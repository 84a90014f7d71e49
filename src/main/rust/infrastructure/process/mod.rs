mod ffmpeg_launcher;

pub use ffmpeg_launcher::{FfmpegLauncher, FfmpegProcess};
use std::time::{Duration, SystemTime};

use tokio::time::Instant;

use crate::domain::value_objects::{CameraId, RefreshToken};

#[derive(Debug, Clone, Copy, PartialEq, Eq)]
pub enum SessionState {
    Idle,
    Starting,
    Active,
    Expiring,
}

/// Bookkeeping for one live-view session: identity, timestamps and state.
///
/// Deadlines use tokio's clock so they agree with the timers that enforce them.
#[derive(Debug, Clone)]
pub struct StreamSession {
    refresh_token: RefreshToken,
    camera_id: CameraId,
    vendor_session_id: String,
    created_at: Instant,
    expires_at: Instant,
    expires_at_wall: SystemTime,
    state: SessionState,
}

impl StreamSession {
    pub fn new(camera_id: CameraId, vendor_session_id: String, idle_window: Duration) -> Self {
        Self {
            refresh_token: RefreshToken::generate(),
            camera_id,
            vendor_session_id,
            created_at: Instant::now(),
            expires_at: Instant::now() + idle_window,
            expires_at_wall: SystemTime::now() + idle_window,
            state: SessionState::Starting,
        }
    }

    pub fn refresh_token(&self) -> &RefreshToken {
        &self.refresh_token
    }

    pub fn camera_id(&self) -> &CameraId {
        &self.camera_id
    }

    pub fn vendor_session_id(&self) -> &str {
        &self.vendor_session_id
    }

    pub fn uptime(&self) -> Duration {
        self.created_at.elapsed()
    }

    pub fn expires_at(&self) -> Instant {
        self.expires_at
    }

    pub fn expires_at_wall(&self) -> SystemTime {
        self.expires_at_wall
    }

    pub fn state(&self) -> SessionState {
        self.state
    }

    pub fn is_expired(&self) -> bool {
        Instant::now() >= self.expires_at
    }

    pub fn matches(&self, token: &RefreshToken) -> bool {
        &self.refresh_token == token
    }

    pub fn activate(&mut self) {
        self.state = SessionState::Active;
    }

    /// Push the idle deadline out by a full window from now
    pub fn refresh(&mut self, idle_window: Duration) {
        self.expires_at = Instant::now() + idle_window;
        self.expires_at_wall = SystemTime::now() + idle_window;
        self.state = SessionState::Active;
    }

    pub fn expire(&mut self) {
        self.state = SessionState::Expiring;
    }

    pub fn mark_stopped(&mut self) {
        self.state = SessionState::Idle;
    }
}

--- Required work ---
Return all of the data exactly as it reads.

--- Solution to this problem ---
repository 84a90014f7d71e49
filename src/main/rust/infrastructure/process/mod.rs
mod ffmpeg_launcher;

pub use ffmpeg_launcher::{FfmpegLauncher, FfmpegProcess};
use std::time::{Duration, SystemTime};

use tokio::time::Instant;

use crate::domain::value_objects::{CameraId, RefreshToken};

#[derive(Debug, Clone, Copy, PartialEq, Eq)]
pub enum SessionState {
    Idle,
    Starting,
    Active,
    Expiring,
}

/// Bookkeeping for one live-view session: identity, timestamps and state.
///
/// Deadlines use tokio's clock so they agree with the timers that enforce them.
#[derive(Debug, Clone)]
pub struct StreamSession {
    refresh_token: RefreshToken,
    camera_id: CameraId,
    vendor_session_id: String,
    created_at: Instant,
    expires_at: Instant,
    expires_at_wall: SystemTime,
    state: SessionState,
}

impl StreamSession {
    pub fn new(camera_id: CameraId, vendor_session_id: String, idle_window: Duration) -> Self {
        Self {
            refresh_token: RefreshToken::generate(),
            camera_id,
            vendor_session_id,
            created_at: Instant::now(),
            expires_at: Instant::now() + idle_window,
            expires_at_wall: SystemTime::now() + idle_window,
            state: SessionState::Starting,
        }
    }

    pub fn refresh_token(&self) -> &RefreshToken {
        &self.refresh_token
    }

    pub fn camera_id(&self) -> &CameraId {
        &self.camera_id
    }

    pub fn vendor_session_id(&self) -> &str {
        &self.vendor_session_id
    }

    pub fn uptime(&self) -> Duration {
        self.created_at.elapsed()
    }

    pub fn expires_at(&self) -> Instant {
        self.expires_at
    }

    pub fn expires_at_wall(&self) -> SystemTime {
        self.expires_at_wall
    }

    pub fn state(&self) -> SessionState {
        self.state
    }

    pub fn is_expired(&self) -> bool {
        Instant::now() >= self.expires_at
    }

    pub fn matches(&self, token: &RefreshToken) -> bool {
        &self.refresh_token == token
    }

    pub fn activate(&mut self) {
        self.state = SessionState::Active;
    }

    /// Push the idle deadline out by a full window from now
    pub fn refresh(&mut self, idle_window: Duration) {
        self.expires_at = Instant::now() + idle_window;
        self.expires_at_wall = SystemTime::now() + idle_window;
        self.state = SessionState::Active;
    }

    pub fn expire(&mut self) {
        self.state = SessionState::Expiring;
    }

    pub fn mark_stopped(&mut self) {
        self.state = SessionState::Idle;
    }
}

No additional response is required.